Example of White striping

Source: The Humane League

The animal rights group said this picture of an Asda product was an example of severe white striping

The majority of basic own-label supermarket chicken has been degraded by white striping disease, according to a new report by The Humane League.

Some 85% of so-called factory-farmed chicken breast SKUs from eight major retailers, which had been photographed and examined by the animal rights group, showed signs of the disease – namely a striped pattern of fat running across the fillet.

Asda was labelled as the worst offender for this kind of issue. Ninety-four per cent of the samples of its standard chicken seen by the group showed signs of striping. Aldi and Lidl packs were the next worst, on 92%.

In comparison, just 11% of higher-welfare chicken (such as products from organic or free-range farming systems) displayed signs of white striping.

The disease is said to be particularly prevalent in chickens that have grown too quickly and reduces both the nutritional value and texture of their meat.

“There are clearly shocking levels of white striping disease throughout the UK retail industry,” said The Humane League MD Vicky Bond.

“It is now more urgent than ever for supermarkets to move away from fast-growing breeds of chicken, which are not only the source of so many health and welfare issues for chickens, but also result in a much lower-quality end product.”

The Humane League encouraged retailers to sign up to the Better Chicken Commitment, a set of chicken welfare guidelines it drew up in 2017 with 27 fellow animal rights groups.

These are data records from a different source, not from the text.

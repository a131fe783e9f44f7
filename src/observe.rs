//! Observability hook for the CSRF guard.
//!
//! The guard reports what it decided through a [`CsrfObserver`]; it never
//! logs directly. The default observer does nothing. [`TracingObserver`]
//! emits one structured JSON event per call via `tracing` at target
//! `csrf`. Observers can never fail a request: panics are swallowed by
//! [`notify`].

use serde_json::json;
use std::panic::{AssertUnwindSafe, catch_unwind};
use std::time::{SystemTime, UNIX_EPOCH};

use crate::csrf::context::{CarrierReport, RequestContext, TokenSummary};
use crate::csrf::policy::BypassReason;
use crate::csrf::token::{Carrier, Mismatch};

/// Something the guard decided or saw.
#[derive(Debug)]
pub enum GuardEvent<'a> {
    /// A request arrived (emitted by the tracing middleware).
    Request {
        ctx: &'a RequestContext,
        carriers: &'a CarrierReport,
        from_frontend: bool,
    },
    Bypassed {
        ctx: &'a RequestContext,
        reason: BypassReason,
    },
    Accepted {
        ctx: &'a RequestContext,
        carrier: Carrier,
    },
    Rejected {
        ctx: &'a RequestContext,
        mismatch: &'a Mismatch,
        carriers: &'a CarrierReport,
    },
    /// The response left the stack (emitted by the tracing middleware).
    Response {
        ctx: &'a RequestContext,
        status: u16,
        sets_xsrf_cookie: bool,
    },
}

impl GuardEvent<'_> {
    pub fn kind(&self) -> &'static str {
        match self {
            GuardEvent::Request { .. } => "request",
            GuardEvent::Bypassed { .. } => "bypassed",
            GuardEvent::Accepted { .. } => "accepted",
            GuardEvent::Rejected { .. } => "rejected",
            GuardEvent::Response { .. } => "response",
        }
    }

    fn ctx(&self) -> &RequestContext {
        match self {
            GuardEvent::Request { ctx, .. }
            | GuardEvent::Bypassed { ctx, .. }
            | GuardEvent::Accepted { ctx, .. }
            | GuardEvent::Rejected { ctx, .. }
            | GuardEvent::Response { ctx, .. } => *ctx,
        }
    }
}

/// Receives guard events. Implementations must not block.
pub trait CsrfObserver: Send + Sync {
    fn observe(&self, event: &GuardEvent<'_>);
}

/// Discards every event.
#[derive(Debug, Default, Clone, Copy)]
pub struct NoopObserver;

impl CsrfObserver for NoopObserver {
    fn observe(&self, _event: &GuardEvent<'_>) {}
}

/// Emits events as JSON lines through `tracing`.
#[derive(Debug, Default, Clone, Copy)]
pub struct TracingObserver;

impl CsrfObserver for TracingObserver {
    fn observe(&self, event: &GuardEvent<'_>) {
        let Ok(line) = serde_json::to_string(&event_json(event)) else {
            return;
        };
        match event {
            GuardEvent::Rejected { .. } => tracing::warn!(target: "csrf", "{}", line),
            _ => tracing::info!(target: "csrf", "{}", line),
        }
    }
}

/// Deliver an event, absorbing any panic raised by the observer.
pub fn notify(observer: &dyn CsrfObserver, event: &GuardEvent<'_>) {
    if catch_unwind(AssertUnwindSafe(|| observer.observe(event))).is_err() {
        tracing::debug!(kind = event.kind(), "csrf observer panicked; event dropped");
    }
}

fn now_millis() -> u64 {
    SystemTime::now()
        .duration_since(UNIX_EPOCH)
        .unwrap_or_default()
        .as_millis() as u64
}

fn summary_json(summary: &TokenSummary) -> serde_json::Value {
    json!({"length": summary.length, "fingerprint": summary.fingerprint})
}

fn carriers_json(report: &CarrierReport) -> serde_json::Value {
    json!({
        "session_token": report.session_token.as_ref().map(summary_json),
        "any_match": report.any_match(),
        "carriers": report.carriers.iter().map(|c| json!({
            "carrier": c.carrier.as_str(),
            "token": summary_json(&c.token),
            "matches_session": c.matches_session,
        })).collect::<Vec<_>>(),
    })
}

/// Render an event as the JSON object `TracingObserver` logs.
pub fn event_json(event: &GuardEvent<'_>) -> serde_json::Value {
    let ctx = event.ctx();
    let mut out = json!({
        "event": event.kind(),
        "time": now_millis(),
        "method": ctx.method.as_str(),
        "path": ctx.path,
    });

    match event {
        GuardEvent::Request {
            carriers,
            from_frontend,
            ..
        } => {
            out["origin"] = json!(ctx.origin);
            out["referer"] = json!(ctx.referer);
            out["host"] = json!(ctx.host);
            out["from_frontend"] = json!(from_frontend);
            out["tokens"] = carriers_json(carriers);
        }
        GuardEvent::Bypassed { reason, .. } => {
            out["reason"] = json!(reason.as_str());
        }
        GuardEvent::Accepted { carrier, .. } => {
            out["carrier"] = json!(carrier.as_str());
        }
        GuardEvent::Rejected {
            mismatch, carriers, ..
        } => {
            out["reason"] = json!(mismatch.to_string());
            out["tokens"] = carriers_json(carriers);
        }
        GuardEvent::Response {
            status,
            sets_xsrf_cookie,
            ..
        } => {
            out["status"] = json!(status);
            out["sets_xsrf_cookie"] = json!(sets_xsrf_cookie);
        }
    }

    out
}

So far, the only UK retailers to have made the pledge are M&S and Waitrose.

In response to the report, the BRC said retailers “take their responsibilities to animal welfare very seriously”.

“Retailers expect their suppliers to adhere to all legal requirements and, if applicable, additional industry standards such as the Red Tractor assurance scheme,” said Elizabeth-Andoh Kesson, food policy advisor at the BRC.

“Customers have a choice of free-range and organic chicken in addition to the standard range.”

Tesco, which is not represented by the BRC, said all of its fresh chicken is British and either “meets or exceeds” legal animal welfare and Red Tractor standards

“Working with our farmers and suppliers, we are committed to continuously improving the quality of our range to stay in line with best practice and animal welfare expertise,” said a Tesco spokesman.

“Our Finest, Organic and new RSPCA Assured Room to Roam ranges meet or exceed every aim of the Better Chicken Commitment.”